Gene editing poised to save Florida’s citrus crop from greening disease spread by invasive insect
Gene editing poised to save Florida’s citrus crop from greening disease spread by invasive insect


In 2003 and 2004, citrus yields were the highest in Florida history, at almost 300 million boxes, more than any other state, including California.
“There was so much fruit they couldn’t sell it all — it was too much,” said Michael Rogers, director and professor at the Citrus Research & Education Center of the University of Florida’s Institute of Food & Agricultural Sciences in Lake Alfred, who arrived as a young field researcher with a Ph.D. the same year.
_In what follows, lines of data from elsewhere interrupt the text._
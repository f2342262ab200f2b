use std::collections::HashMap;
use std::sync::Mutex;
use std::time::Duration;

use adminsweep_common::executor::RemoteExecutor;
use adminsweep_common::network::target::Target;
use adminsweep_common::outcome::{ClassifiedOutcome, ProbeOutcome};
use adminsweep_common::reporter::Reporter;
use adminsweep_core::StopSignal;
use async_trait::async_trait;

/// Answers each hostname from a fixed table. Unknown hosts fail name resolution.
pub struct TableExecutor {
    replies: HashMap<String, Option<&'static str>>,
    delay: Duration,
    log: Mutex<Vec<String>>,
}

impl TableExecutor {
    /// `None` means the remote command succeeded; `Some(text)` is the error it produced.
    pub fn new(replies: &[(&str, Option<&'static str>)]) -> Self {
        Self {
            replies: replies
                .iter()
                .map(|(host, reply)| (host.to_string(), *reply))
                .collect(),
            delay: Duration::from_millis(5),
            log: Mutex::new(Vec::new()),
        }
    }

    pub fn probed(&self) -> Vec<String> {
        self.log.lock().unwrap().clone()
    }
}

#[async_trait]
impl RemoteExecutor for TableExecutor {
    async fn probe(&self, target: &Target) -> ProbeOutcome {
        self.log.lock().unwrap().push(target.to_string());
        tokio::time::sleep(self.delay).await;

        match self.replies.get(target.as_str()) {
            Some(None) => ProbeOutcome::success(target.clone()),
            Some(Some(error)) => ProbeOutcome::failure(target.clone(), *error),
            None => ProbeOutcome::failure(
                target.clone(),
                "The WinRM client cannot process the request because the server name cannot be resolved.",
            ),
        }
    }
}

/// Keeps every reported outcome and can pull a stop signal after the first one,
/// the way an operator pressing Ctrl-C would.
#[derive(Default)]
pub struct RecordingReporter {
    pub seen: Vec<ClassifiedOutcome>,
    pub stop_after_first: Option<StopSignal>,
}

impl Reporter for RecordingReporter {
    fn report(&mut self, outcome: &ClassifiedOutcome) {
        self.seen.push(outcome.clone());
        if let Some(stop) = &self.stop_after_first {
            stop.trigger();
        }
    }
}

pub fn targets(names: &[&str]) -> Vec<Target> {
    names.iter().map(|name| name.parse().unwrap()).collect()
}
That was also when the Asian citrus psyllid arrived in the United States, an insect first detected in Asian citrus trees a century earlier. Nobody knew much about it in 2004 and 2005, recalls Rogers, who was 26 years old then, or about the bacteria it spreads that results in Huanglongbing or so-called citrus greening. Greening has devastated the Florida industry in the last two decades.
Now they know a lot more about it, and Rogers is 46. Research is no longer “a shotgun approach trying anything somebody thinks could help,” explains Rogers, “but almost laser-focused on things that show promise.”
Gene editing, for example.
“Genetic improvement of citrus through gene editing means we can identify a gene of interest and turn it off. So you lose those disease response systems — it won’t respond to (the greening) bacteria,” explains Rogers.
“But are there negative effects? What else can’t they respond to? So we have field tests of gene-edited plants, and funding is now spent on things that have a high likelihood of succeeding. And if they do succeed, it will pay off tremendously for the industry. We don’t yet know if it will work.”